Comment by pprotas

Comment by pprotas 4 days ago

15 replies

I would love to have an e-reader that allows me to switch between text and audio at the press of a button. Imagine reading your book on the couch and then switching into audio mode while doing the dishes seamlessly, by connecting bluetooth headphones.

InsideOutSanta 4 days ago

Kindles used to provide this feature, but publishers and/or the Authors Guild stopped it, because audio rights and text rights are handled differently. In other words, when Amazon sells you a text book, it does not have the right to then also do TTS on that text and let you listen to it.

There's some contemporary discussion of what happened here: https://tidbits.com/2009/03/02/why-the-kindle-2-should-speak...

I think there is still integration with Audible, though. If you buy a book on the Kindle and on Audible, the position will sync, and you can switch between listening and reading without losing your place in the book.

  • albert_e 4 days ago

    Yes the feature is called WhisperSync -- I used it many years ago and it was pretty good.
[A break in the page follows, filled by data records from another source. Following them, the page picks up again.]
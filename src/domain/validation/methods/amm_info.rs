//! `amm_info`: automated market maker state, by asset pair or AMM account

use std::sync::LazyLock;

use serde::Serialize;

use crate::domain::rpc::{ProtocolError, Status};
use crate::domain::validation::catalogue::{account, currency_issue, ledger_index, uint256_hex_string, Issue, LedgerIndex};
use crate::domain::validation::checker::JsonType;
use crate::domain::validation::engine::RpcCommand;
use crate::domain::validation::fields::{FromValidated, ValidatedFields};
use crate::domain::validation::meta::{if_type, with_custom_error};
use crate::domain::validation::registry::MethodRegistry;
use crate::domain::validation::types::{ContractViolation, FieldSpec, RpcSpec, Step};
use crate::domain::validation::validators::is;

#[derive(Debug, Clone, PartialEq, Serialize)]
pub struct AmmInfoInput {
    pub asset: Option<Issue>,
    pub asset2: Option<Issue>,
    pub amm_account: Option<String>,
    pub account: Option<String>,
    pub ledger_hash: Option<String>,
    pub ledger_index: Option<LedgerIndex>,
}

impl FromValidated for AmmInfoInput {
    fn from_validated(fields: &ValidatedFields<'_>) -> Result<Self, ContractViolation> {
        Ok(Self {
            asset: fields.issue("asset")?,
            asset2: fields.issue("asset2")?,
            amm_account: fields.opt("amm_account")?,
            account: fields.opt("account")?,
            ledger_hash: fields.opt("ledger_hash")?,
            ledger_index: fields.ledger_index("ledger_index")?,
        })
    }
}

fn issue_malformed(step: Step) -> Step {
    with_custom_error(step, Status::new(ProtocolError::IssueMalformed))
}

fn asset_field(key: &str) -> FieldSpec {
    FieldSpec::new(
        key,
        [
            issue_malformed(is(JsonType::Object)),
            if_type(JsonType::Object, [issue_malformed(currency_issue())]),
        ],
    )
}

fn account_field(key: &str) -> FieldSpec {
    FieldSpec::new(
        key,
        [with_custom_error(account(), Status::new(ProtocolError::ActMalformed))],
    )
}

static SPEC: LazyLock<RpcSpec> = LazyLock::new(|| {
    RpcSpec::new([
        asset_field("asset"),
        asset_field("asset2"),
        account_field("amm_account"),
        account_field("account"),
        FieldSpec::new("ledger_hash", [uint256_hex_string()]),
        FieldSpec::new("ledger_index", [ledger_index()]),
    ])
});

pub struct AmmInfo;

impl RpcCommand for AmmInfo {
    const NAME: &'static str = "amm_info";
    type Input = AmmInfoInput;

    fn spec(_api_version: u32) -> &'static RpcSpec {
        &SPEC
    }
}

pub fn register(registry: &mut MethodRegistry) {
    registry.register::<AmmInfo>();
}
//! Conversion of field values into the bound types validators compare against

use serde_json::Value;
use std::fmt;

/// Result of converting a JSON value into a bound type
#[derive(Debug, Clone, PartialEq)]
pub enum Conversion<T> {
    Exact(T),
    /// Right kind of value but smaller than the type can hold
    BelowRange,
    /// Right kind of value but larger than the type can hold
    AboveRange,
    /// Wrong kind of value altogether
    Mismatch,
}

/// A scalar type that range, equality and membership checks can be bound to
pub trait Bound: Clone + PartialOrd + fmt::Debug + fmt::Display + Send + Sync + 'static {
    /// Name used when reporting a conversion contract violation
    const EXPECTED: &'static str;

    fn convert(value: &Value) -> Conversion<Self>;

    fn to_json(&self) -> Value;
}

fn integer_of(value: &Value) -> Option<i128> {
    match value {
        Value::Number(n) => n
            .as_i64()
            .map(i128::from)
            .or_else(|| n.as_u64().map(i128::from)),
        _ => None,
    }
}

macro_rules! integer_bound {
    ($($t:ty),*) => {
        $(
            impl Bound for $t {
                const EXPECTED: &'static str = stringify!($t);

                fn convert(value: &Value) -> Conversion<Self> {
                    match integer_of(value) {
                        Some(n) if n < i128::from(<$t>::MIN) => Conversion::BelowRange,
                        Some(n) if n > i128::from(<$t>::MAX) => Conversion::AboveRange,
                        // range checked above
                        Some(n) => Conversion::Exact(n as $t),
                        None => Conversion::Mismatch,
                    }
                }

                fn to_json(&self) -> Value {
                    Value::from(*self)
                }
            }
        )*
    };
}

integer_bound!(i32, u32, i64, u64);

impl Bound for f64 {
    const EXPECTED: &'static str = "f64";

    fn convert(value: &Value) -> Conversion<Self> {
        value
            .as_f64()
            .map_or(Conversion::Mismatch, Conversion::Exact)
    }

    fn to_json(&self) -> Value {
        Value::from(*self)
    }
}

impl Bound for bool {
    const EXPECTED: &'static str = "bool";

    fn convert(value: &Value) -> Conversion<Self> {
        value
            .as_bool()
            .map_or(Conversion::Mismatch, Conversion::Exact)
    }

    fn to_json(&self) -> Value {
        Value::Bool(*self)
    }
}

impl Bound for String {
    const EXPECTED: &'static str = "string";

    fn convert(value: &Value) -> Conversion<Self> {
        match value {
            Value::String(s) => Conversion::Exact(s.clone()),
            _ => Conversion::Mismatch,
        }
    }

    fn to_json(&self) -> Value {
        Value::String(self.clone())
    }
}
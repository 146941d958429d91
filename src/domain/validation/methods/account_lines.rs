//! `account_lines`: trust lines of an account

use std::sync::LazyLock;

use serde::Serialize;

use crate::domain::rpc::{ProtocolError, Status};
use crate::domain::validation::catalogue::{account, account_marker, ledger_index, uint256_hex_string, AccountCursor, LedgerIndex};
use crate::domain::validation::checker::JsonType;
use crate::domain::validation::engine::RpcCommand;
use crate::domain::validation::fields::{FromValidated, ValidatedFields};
use crate::domain::validation::meta::with_custom_error;
use crate::domain::validation::modifiers::clamp;
use crate::domain::validation::registry::MethodRegistry;
use crate::domain::validation::types::{ContractViolation, FieldSpec, RpcSpec};
use crate::domain::validation::validators::{deprecated, is, min, required};

pub const LIMIT_MIN: u32 = 10;
pub const LIMIT_MAX: u32 = 400;
pub const LIMIT_DEFAULT: u32 = 200;

#[derive(Debug, Clone, PartialEq, Serialize)]
pub struct AccountLinesInput {
    pub account: String,
    pub peer: Option<String>,
    pub ignore_default: bool,
    pub ledger_hash: Option<String>,
    pub ledger_index: Option<LedgerIndex>,
    pub limit: u32,
    pub marker: Option<AccountCursor>,
}

impl FromValidated for AccountLinesInput {
    fn from_validated(fields: &ValidatedFields<'_>) -> Result<Self, ContractViolation> {
        Ok(Self {
            account: fields.req("account")?,
            peer: fields.opt("peer")?,
            ignore_default: fields.opt("ignore_default")?.unwrap_or(false),
            ledger_hash: fields.opt("ledger_hash")?,
            ledger_index: fields.ledger_index("ledger_index")?,
            limit: fields.opt("limit")?.unwrap_or(LIMIT_DEFAULT),
            marker: fields.account_cursor("marker")?,
        })
    }
}

static SPEC: LazyLock<RpcSpec> = LazyLock::new(|| {
    RpcSpec::new([
        FieldSpec::new("account", [required(), account()]),
        FieldSpec::new(
            "peer",
            [with_custom_error(account(), Status::new(ProtocolError::ActMalformed))],
        ),
        FieldSpec::new("ignore_default", [is(JsonType::Bool)]),
        FieldSpec::new("ledger_hash", [uint256_hex_string()]),
        FieldSpec::new(
            "limit",
            [is(JsonType::Unsigned), min(1u32), clamp(LIMIT_MIN, LIMIT_MAX)],
        ),
        FieldSpec::new("ledger_index", [ledger_index()]),
        FieldSpec::new("marker", [account_marker()]),
        FieldSpec::new("ledger", [deprecated()]),
    ])
});

pub struct AccountLines;

impl RpcCommand for AccountLines {
    const NAME: &'static str = "account_lines";
    type Input = AccountLinesInput;

    fn spec(_api_version: u32) -> &'static RpcSpec {
        &SPEC
    }
}

pub fn register(registry: &mut MethodRegistry) {
    registry.register::<AccountLines>();
}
    I tried it while on a treadmill so it allowed me to follow the book with more focus without sacrificing much else.

    • thfuran 4 days ago

      Isn't whisper sync the current version that relies on owning both the ebook and audiobook?

  • hamzakc 4 days ago

    I am not sure if this still works, but 2-3 years ago I listened to a kindle book that I bought through my Echo show device. It was pretty good. I listened to it while I was cooking. It even allowed you to carry on where you left off. But I did notice that a few pages were skipped as I had read the book before. I have since packed away my echo show so I can't verify if they have removed this feature or not.

  • Brybry 4 days ago

    I used that TTS feature semi-regularly on a Kindle 2.

    It wasn't a good experience but it was nice to be able to keep 'reading' a book while I was exercising.

    It worked for me for over a decade, until I broke the device. I don't know if I never updated the firmware or if the fact I used Calibre to convert books bypassed the feature gate.

dsign 4 days ago

It is a supported feature in the epub 3.0 standard. It's possible to distribute an epub with audio, and have the audio sync to the HTML elements that form the ebook's text. And there is an e-reader that actually supports this feature, I can't remember which one now but it should be possible to find it with Google.

It's more of an open problem how to create those epubs. I have some code that can do it using Elevenlabs audio, but I imagine it way harder to have something similar for a human narrator.... who's going to do the sync? Maybe we need a sync AI.

freefaler 4 days ago

You can do it easily with non-DRM books (or DRM stripped books):

For Android:

- Moon+ reader pro - some paid high-quality TTS voices (like Acapella)

For iOS:

- Kybook reader and internal iOS voices (no external TTS voices for the walled garden)

This works well enough to listen to a book while you walk and when you get back home read on the WC from the place you stopped.

Additionally if you buy a tablet or an android ebook reader, you install the app there an you can continue on your bigger/better device seamlessly.

Whisper-sync for the masses! Ahoy...

  • basedrum 4 days ago

    But you need an android phone, and can't use a kobo or similar wink reader?

    • freefaler 4 days ago

      for ios you use Kybook on your iphone and your ipad. It syncs positions between the devices. When you go for a walk, opens Kybook, start TTS. When back home, open your tablet, you'll see the page TTS has stopped reading to.

      • figers 3 days ago

        How does this compare to using Apple's iBook or Kindle reader app and then the iPhone's built in text to voice (the female British voice is pretty good).

monkeydust 4 days ago

Literally started doing that this week with Amazon Audible. I gave in an started the three month 99c trial and downloaded the app.

What surprised me a good way was my Kindle app was aware of this and asked if I wanted to download the audible version of the current book I am reading.

Been listening on the way to work and then reading on the way back. Enjoying it so far.

  • mmahemoff 4 days ago

    Some Kindke books also have a checkbox to add the audio (for a fee) when you buy it. Sometimes I’ve seen books discounted to e.g. £0.99, but adding the audio might be £5.99. The upsell seems to be a good hack for adding some revenue when there’s a deep discount being used to drive interest.

llamaimperative 4 days ago

Boox Ultra Tab whatever the fuck (their product naming sucks) + Readwise Reader = amazing for this

Not quite seamless but it works. It has a cursor that follows the words as they’re spoken to, which allows you to read and hear (“immersive reading”) which I find to be extremely helpful for maintaining focus.

leobg 2 days ago

iOS Voice Dream Reader. First app I install on a new iPhone since 2010 I believe. I will even cut and scan physical books just so I can read them in the app. The story of the guy who made it is also interesting!